__PROBLEM TO WORK ON__. Go through the entries and copy every one exactly.

[Start of Attachment]

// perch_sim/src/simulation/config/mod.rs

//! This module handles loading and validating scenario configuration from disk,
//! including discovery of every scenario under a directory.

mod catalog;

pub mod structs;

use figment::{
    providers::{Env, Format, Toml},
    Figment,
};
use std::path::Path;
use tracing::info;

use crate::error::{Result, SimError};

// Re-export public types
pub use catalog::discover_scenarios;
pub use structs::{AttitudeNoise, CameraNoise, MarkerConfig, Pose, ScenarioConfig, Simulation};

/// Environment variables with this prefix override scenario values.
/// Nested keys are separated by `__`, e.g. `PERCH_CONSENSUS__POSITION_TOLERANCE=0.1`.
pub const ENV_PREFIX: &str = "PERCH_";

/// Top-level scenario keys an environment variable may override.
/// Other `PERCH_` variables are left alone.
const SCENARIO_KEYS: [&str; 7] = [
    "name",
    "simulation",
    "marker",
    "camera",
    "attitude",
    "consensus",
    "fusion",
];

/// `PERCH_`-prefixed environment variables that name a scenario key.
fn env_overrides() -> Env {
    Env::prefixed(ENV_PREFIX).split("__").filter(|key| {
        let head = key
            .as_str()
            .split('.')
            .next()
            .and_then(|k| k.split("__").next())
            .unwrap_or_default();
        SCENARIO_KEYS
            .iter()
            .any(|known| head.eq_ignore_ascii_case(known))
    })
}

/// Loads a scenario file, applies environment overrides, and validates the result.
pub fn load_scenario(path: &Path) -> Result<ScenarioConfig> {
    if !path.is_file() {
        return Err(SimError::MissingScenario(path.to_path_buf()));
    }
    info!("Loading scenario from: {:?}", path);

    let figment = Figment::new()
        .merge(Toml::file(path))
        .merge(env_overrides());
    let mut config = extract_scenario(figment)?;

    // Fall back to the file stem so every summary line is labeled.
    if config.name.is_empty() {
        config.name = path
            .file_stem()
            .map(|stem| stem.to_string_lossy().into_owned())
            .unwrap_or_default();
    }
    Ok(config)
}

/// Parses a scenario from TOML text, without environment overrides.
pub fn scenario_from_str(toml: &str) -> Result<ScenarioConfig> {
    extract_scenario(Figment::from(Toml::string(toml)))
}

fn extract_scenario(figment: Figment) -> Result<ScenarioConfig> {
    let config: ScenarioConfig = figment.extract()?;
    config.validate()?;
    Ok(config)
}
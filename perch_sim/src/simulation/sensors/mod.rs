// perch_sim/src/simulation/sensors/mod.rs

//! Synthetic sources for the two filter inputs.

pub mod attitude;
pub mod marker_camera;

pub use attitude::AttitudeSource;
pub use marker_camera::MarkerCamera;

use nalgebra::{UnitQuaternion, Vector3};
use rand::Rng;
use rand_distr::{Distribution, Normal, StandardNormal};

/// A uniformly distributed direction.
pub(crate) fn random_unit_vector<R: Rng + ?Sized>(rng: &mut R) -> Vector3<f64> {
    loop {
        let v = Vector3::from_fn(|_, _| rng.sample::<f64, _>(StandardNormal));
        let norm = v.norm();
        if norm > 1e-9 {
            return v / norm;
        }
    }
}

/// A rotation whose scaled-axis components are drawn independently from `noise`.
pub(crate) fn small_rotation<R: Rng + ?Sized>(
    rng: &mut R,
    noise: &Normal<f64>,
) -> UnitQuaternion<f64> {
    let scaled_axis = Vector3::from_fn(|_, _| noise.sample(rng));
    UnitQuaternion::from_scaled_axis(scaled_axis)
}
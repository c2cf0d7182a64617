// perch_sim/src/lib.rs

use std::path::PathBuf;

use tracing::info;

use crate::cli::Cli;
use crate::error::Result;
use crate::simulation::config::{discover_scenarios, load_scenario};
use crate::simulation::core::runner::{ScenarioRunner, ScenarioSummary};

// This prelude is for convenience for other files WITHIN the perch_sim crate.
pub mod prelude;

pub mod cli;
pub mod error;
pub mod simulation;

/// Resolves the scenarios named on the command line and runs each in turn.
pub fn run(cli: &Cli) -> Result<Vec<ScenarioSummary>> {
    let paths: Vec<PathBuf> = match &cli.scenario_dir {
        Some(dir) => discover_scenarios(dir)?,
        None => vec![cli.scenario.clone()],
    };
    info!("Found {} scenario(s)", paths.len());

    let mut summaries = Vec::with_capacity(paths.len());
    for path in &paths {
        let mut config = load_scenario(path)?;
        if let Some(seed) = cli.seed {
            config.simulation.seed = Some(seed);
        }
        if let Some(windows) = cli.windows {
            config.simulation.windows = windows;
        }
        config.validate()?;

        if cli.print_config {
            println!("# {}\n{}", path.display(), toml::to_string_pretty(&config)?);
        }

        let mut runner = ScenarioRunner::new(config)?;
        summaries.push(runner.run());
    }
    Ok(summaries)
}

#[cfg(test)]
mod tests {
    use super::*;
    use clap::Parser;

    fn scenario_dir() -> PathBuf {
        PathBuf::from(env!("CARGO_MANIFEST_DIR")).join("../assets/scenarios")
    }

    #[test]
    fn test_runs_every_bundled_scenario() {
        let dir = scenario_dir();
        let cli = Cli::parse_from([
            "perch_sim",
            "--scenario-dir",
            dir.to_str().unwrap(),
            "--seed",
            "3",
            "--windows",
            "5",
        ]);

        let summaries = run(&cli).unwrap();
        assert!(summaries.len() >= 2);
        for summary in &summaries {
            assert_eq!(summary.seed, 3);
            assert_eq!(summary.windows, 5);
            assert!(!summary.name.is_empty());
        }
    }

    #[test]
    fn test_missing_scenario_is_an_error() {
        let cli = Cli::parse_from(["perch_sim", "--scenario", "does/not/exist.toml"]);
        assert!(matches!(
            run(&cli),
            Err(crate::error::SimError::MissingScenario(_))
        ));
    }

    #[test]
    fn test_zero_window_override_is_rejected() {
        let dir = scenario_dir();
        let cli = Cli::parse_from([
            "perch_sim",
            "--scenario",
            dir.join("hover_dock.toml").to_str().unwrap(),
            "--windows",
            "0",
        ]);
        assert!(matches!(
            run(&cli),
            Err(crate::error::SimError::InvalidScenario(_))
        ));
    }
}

[End of Attachment]

__EXERCISE RESULT__.
// perch_sim/src/simulation/config/mod.rs

//! This module handles loading and validating scenario configuration from disk,
//! including discovery of every scenario under a directory.

mod catalog;

pub mod structs;

use figment::{
    providers::{Env, Format, Toml},
    Figment,
};
use std::path::Path;
use tracing::info;

use crate::error::{Result, SimError};

// Re-export public types
pub use catalog::discover_scenarios;
pub use structs::{AttitudeNoise, CameraNoise, MarkerConfig, Pose, ScenarioConfig, Simulation};

/// Environment variables with this prefix override scenario values.
/// Nested keys are separated by `__`, e.g. `PERCH_CONSENSUS__POSITION_TOLERANCE=0.1`.
pub const ENV_PREFIX: &str = "PERCH_";

/// Top-level scenario keys an environment variable may override.
/// Other `PERCH_` variables are left alone.
const SCENARIO_KEYS: [&str; 7] = [
    "name",
    "simulation",
    "marker",
    "camera",
    "attitude",
    "consensus",
    "fusion",
];

/// `PERCH_`-prefixed environment variables that name a scenario key.
fn env_overrides() -> Env {
    Env::prefixed(ENV_PREFIX).split("__").filter(|key| {
        let head = key
            .as_str()
            .split('.')
            .next()
            .and_then(|k| k.split("__").next())
            .unwrap_or_default();
        SCENARIO_KEYS
            .iter()
            .any(|known| head.eq_ignore_ascii_case(known))
    })
}

/// Loads a scenario file, applies environment overrides, and validates the result.
pub fn load_scenario(path: &Path) -> Result<ScenarioConfig> {
    if !path.is_file() {
        return Err(SimError::MissingScenario(path.to_path_buf()));
    }
    info!("Loading scenario from: {:?}", path);

    let figment = Figment::new()
        .merge(Toml::file(path))
        .merge(env_overrides());
    let mut config = extract_scenario(figment)?;

    // Fall back to the file stem so every summary line is labeled.
    if config.name.is_empty() {
        config.name = path
            .file_stem()
            .map(|stem| stem.to_string_lossy().into_owned())
            .unwrap_or_default();
    }
    Ok(config)
}

/// Parses a scenario from TOML text, without environment overrides.
pub fn scenario_from_str(toml: &str) -> Result<ScenarioConfig> {
    extract_scenario(Figment::from(Toml::string(toml)))
}

fn extract_scenario(figment: Figment) -> Result<ScenarioConfig> {
    let config: ScenarioConfig = figment.extract()?;
    config.validate()?;
    Ok(config)
}
filename perch_sim/src/simulation/sensors/mod.rs
// perch_sim/src/simulation/sensors/mod.rs

//! Synthetic sources for the two filter inputs.

pub mod attitude;
pub mod marker_camera;

pub use attitude::AttitudeSource;
pub use marker_camera::MarkerCamera;

use nalgebra::{UnitQuaternion, Vector3};
use rand::Rng;
use rand_distr::{Distribution, Normal, StandardNormal};

/// A uniformly distributed direction.
pub(crate) fn random_unit_vector<R: Rng + ?Sized>(rng: &mut R) -> Vector3<f64> {
    loop {
        let v = Vector3::from_fn(|_, _| rng.sample::<f64, _>(StandardNormal));
        let norm = v.norm();
        if norm > 1e-9 {
            return v / norm;
        }
    }
}

/// A rotation whose scaled-axis components are drawn independently from `noise`.
pub(crate) fn small_rotation<R: Rng + ?Sized>(
    rng: &mut R,
    noise: &Normal<f64>,
) -> UnitQuaternion<f64> {
    let scaled_axis = Vector3::from_fn(|_, _| noise.sample(rng));
    UnitQuaternion::from_scaled_axis(scaled_axis)
}
repository c2cf0d7182a64617
// perch_sim/src/lib.rs

use std::path::PathBuf;

use tracing::info;

use crate::cli::Cli;
use crate::error::Result;
use crate::simulation::config::{discover_scenarios, load_scenario};
use crate::simulation::core::runner::{ScenarioRunner, ScenarioSummary};

// This prelude is for convenience for other files WITHIN the perch_sim crate.
pub mod prelude;

pub mod cli;
pub mod error;
pub mod simulation;

/// Resolves the scenarios named on the command line and runs each in turn.
pub fn run(cli: &Cli) -> Result<Vec<ScenarioSummary>> {
    let paths: Vec<PathBuf> = match &cli.scenario_dir {
        Some(dir) => discover_scenarios(dir)?,
        None => vec![cli.scenario.clone()],
    };
    info!("Found {} scenario(s)", paths.len());

    let mut summaries = Vec::with_capacity(paths.len());
    for path in &paths {
        let mut config = load_scenario(path)?;
        if let Some(seed) = cli.seed {
            config.simulation.seed = Some(seed);
        }
        if let Some(windows) = cli.windows {
            config.simulation.windows = windows;
        }
        config.validate()?;

        if cli.print_config {
            println!("# {}\n{}", path.display(), toml::to_string_pretty(&config)?);
        }

        let mut runner = ScenarioRunner::new(config)?;
        summaries.push(runner.run());
    }
    Ok(summaries)
}

#[cfg(test)]
mod tests {
    use super::*;
    use clap::Parser;

    fn scenario_dir() -> PathBuf {
        PathBuf::from(env!("CARGO_MANIFEST_DIR")).join("../assets/scenarios")
    }

    #[test]
    fn test_runs_every_bundled_scenario() {
        let dir = scenario_dir();
        let cli = Cli::parse_from([
            "perch_sim",
            "--scenario-dir",
            dir.to_str().unwrap(),
            "--seed",
            "3",
            "--windows",
            "5",
        ]);

        let summaries = run(&cli).unwrap();
        assert!(summaries.len() >= 2);
        for summary in &summaries {
            assert_eq!(summary.seed, 3);
            assert_eq!(summary.windows, 5);
            assert!(!summary.name.is_empty());
        }
    }

    #[test]
    fn test_missing_scenario_is_an_error() {
        let cli = Cli::parse_from(["perch_sim", "--scenario", "does/not/exist.toml"]);
        assert!(matches!(
            run(&cli),
            Err(crate::error::SimError::MissingScenario(_))
        ));
    }

    #[test]
    fn test_zero_window_override_is_rejected() {
        let dir = scenario_dir();
        let cli = Cli::parse_from([
            "perch_sim",
            "--scenario",
            dir.join("hover_dock.toml").to_str().unwrap(),
            "--windows",
            "0",
        ]);
        assert!(matches!(
            run(&cli),
            Err(crate::error::SimError::InvalidScenario(_))
        ));
    }
}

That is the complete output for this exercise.